Molycorp and Hitachi have signed an agreement that could lead to the production of rare earth magnets in the U.S. by next year.

You can thank the Chinese government for this one.

The two companies have entered into an agreement to form a joint venture that will focus on the production of neodymium-iron-boron (NdFeB) alloys and magnets. If all goes well, the joint venture could exist by April and magnets could start popping out by the end of next year. The raw materials for the magnets would come out of Molycorp's Mountain Pass, California mine. It is not operational at the moment, but the company held an IPO earlier this year to raise the cash to get it moving again.

Molycorp CEO Mark Smith told us last month that the company was negotiating with large conglomerates about a magnet venture. Molycorp is a mining company, but wanted to move into magnet production.

A Japanese conglomerate is a natural. Japan is one of the world's largest producers of hybrid cars, electric motors and other items that require rare earth magnets. In October, China, which controls 97 percent of the world supply, began to threaten to curb exports. In response, Mitsubishi and the University of Tokyo began to tout efforts to recycle magnets from old appliances while Toshiba talked up a plan to get rare earths from uranium. Meanwhile, in the U.S., NovaTorque is trying to popularize an electric motor that doesn't need rare earths.
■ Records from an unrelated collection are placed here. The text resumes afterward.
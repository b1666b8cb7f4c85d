use std::io;
use std::time::Duration;

use crate::drivers::InputDriver;
use crate::event::{InputEvent, translate};

/// Gathers the input for one frame.
///
/// The application is idle until input arrives: `next_batch` blocks for
/// the first event without a timeout, then drains whatever else is already
/// queued without blocking. Events that arrive after the drain finds the
/// queue empty belong to the next frame.
pub struct EventLoop<D> {
    driver: D,
}

impl<D: InputDriver> EventLoop<D> {
    pub fn new(driver: D) -> Self {
        Self { driver }
    }

    /// Wait for at least one raw event and return the translated batch.
    ///
    /// The batch may be empty when only untracked events (resize, plain
    /// keys) were queued; the frame still runs so a resize is redrawn.
    pub fn next_batch(&mut self) -> io::Result<Vec<InputEvent>> {
        let mut batch = Vec::new();
        let first = self.driver.read()?;
        translate(&first, &mut batch);
        let mut raw = 1usize;
        while self.driver.poll(Duration::ZERO)? {
            let event = self.driver.read()?;
            translate(&event, &mut batch);
            raw += 1;
        }
        tracing::trace!(raw, translated = batch.len(), "drained input");
        Ok(batch)
    }
}

#[cfg(test)]
mod tests {
    use super::*;
    use crossterm::event::{Event, KeyModifiers, MouseButton, MouseEvent, MouseEventKind};
    use std::collections::VecDeque;

    /// Serves queued events; a `None` entry ends the current burst so the
    /// next `poll` reports an empty queue.
    struct Scripted {
        queue: VecDeque<Option<Event>>,
    }

    impl InputDriver for Scripted {
        fn poll(&mut self, _timeout: Duration) -> io::Result<bool> {
            match self.queue.front() {
                Some(Some(_)) => Ok(true),
                Some(None) => {
                    self.queue.pop_front();
                    Ok(false)
                }
                None => Ok(false),
            }
        }

        fn read(&mut self) -> io::Result<Event> {
            while let Some(next) = self.queue.pop_front() {
                if let Some(event) = next {
                    return Ok(event);
                }
            }
            Err(io::Error::new(io::ErrorKind::UnexpectedEof, "script ended"))
        }
    }

    fn mouse(kind: MouseEventKind, column: u16, row: u16) -> Option<Event> {
        Some(Event::Mouse(MouseEvent {
            kind,
            column,
            row,
            modifiers: KeyModifiers::NONE,
        }))
    }

    #[test]
    fn batch_stops_at_burst_boundary() {
        let mut event_loop = EventLoop::new(Scripted {
            queue: VecDeque::from(vec![
                mouse(MouseEventKind::Moved, 1, 1),
                mouse(MouseEventKind::Down(MouseButton::Left), 2, 2),
                None,
                mouse(MouseEventKind::Moved, 9, 9),
            ]),
        });
        let first = event_loop.next_batch().unwrap();
        assert_eq!(first.len(), 3);
        let second = event_loop.next_batch().unwrap();
        assert_eq!(second, vec![InputEvent::PointerMove { x: 9, y: 9 }]);
    }

    #[test]
    fn untracked_events_yield_an_empty_batch() {
        let mut event_loop = EventLoop::new(Scripted {
            queue: VecDeque::from(vec![Some(Event::Resize(100, 40))]),
        });
        assert!(event_loop.next_batch().unwrap().is_empty());
    }

    #[test]
    fn exhausted_driver_reports_error() {
        let mut event_loop = EventLoop::new(Scripted {
            queue: VecDeque::new(),
        });
        assert!(event_loop.next_batch().is_err());
    }
}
Worldwide demand for rare earth minerals comes to around 50,000 to 55,000 tons a year, according to Smith. In 2009, China's export quotas sat at approximately 50,000 tons. This year, China dropped it to 30,000 tons and further cuts next year could drop it to 24,000 tons.

“This is an immediate concern,” Smith said in November. “A lot of people we are signing long-term agreements with are very tired of not knowing day to day. You have no idea what to expect.”

Demand, moreover, is slated to continue to rise. A 2.5-megawatt wind turbine contains approximately 4,000 pounds of magnets. Rare earth materials account for one-third of the weight of those magnets. LCD TVs and medical imaging equipment rely on rare earths, too.

Electric cars contain around 10 pounds of rare earth materials. Even if China shifts from exporting raw rare earth materials to finished goods containing rare earths, domestic consumption will invariably curb total exports to the West.

“Internal consumption [in China] tracks GDP growth,” he said.

The Mountain Pass mine in California contains ores with an average grade of 8.24 percent rare earth content. That’s the second richest average ore grade in the world, Smith asserted. The mine also contains one of the largest deposits in the world.

“There are over 200 reports on deposits for rare earth elements with over 100 in Canada, but no one is able to find large enough deposits or high enough ore grades,” he said. “If you have an ore grade of 2 percent, you will have a difficult time making money.”

And Molycorp has got real estate. The mine exists on 55 acres. The company also owns 2,222 acres and has mineral rights on 8,000 acres.

The mine itself has been around for 58 years. Chevron acquired the mine through its purchase of Unocal in 2005, which had lost money for years. In September 2008, the oil giant spun it out to a group of investors for $80 million. Molycorp, the new company, raised nearly $400 million in an IPO in July. While the stock wallowed in the $13 range, it began a steep rise after China’s saber-rattling.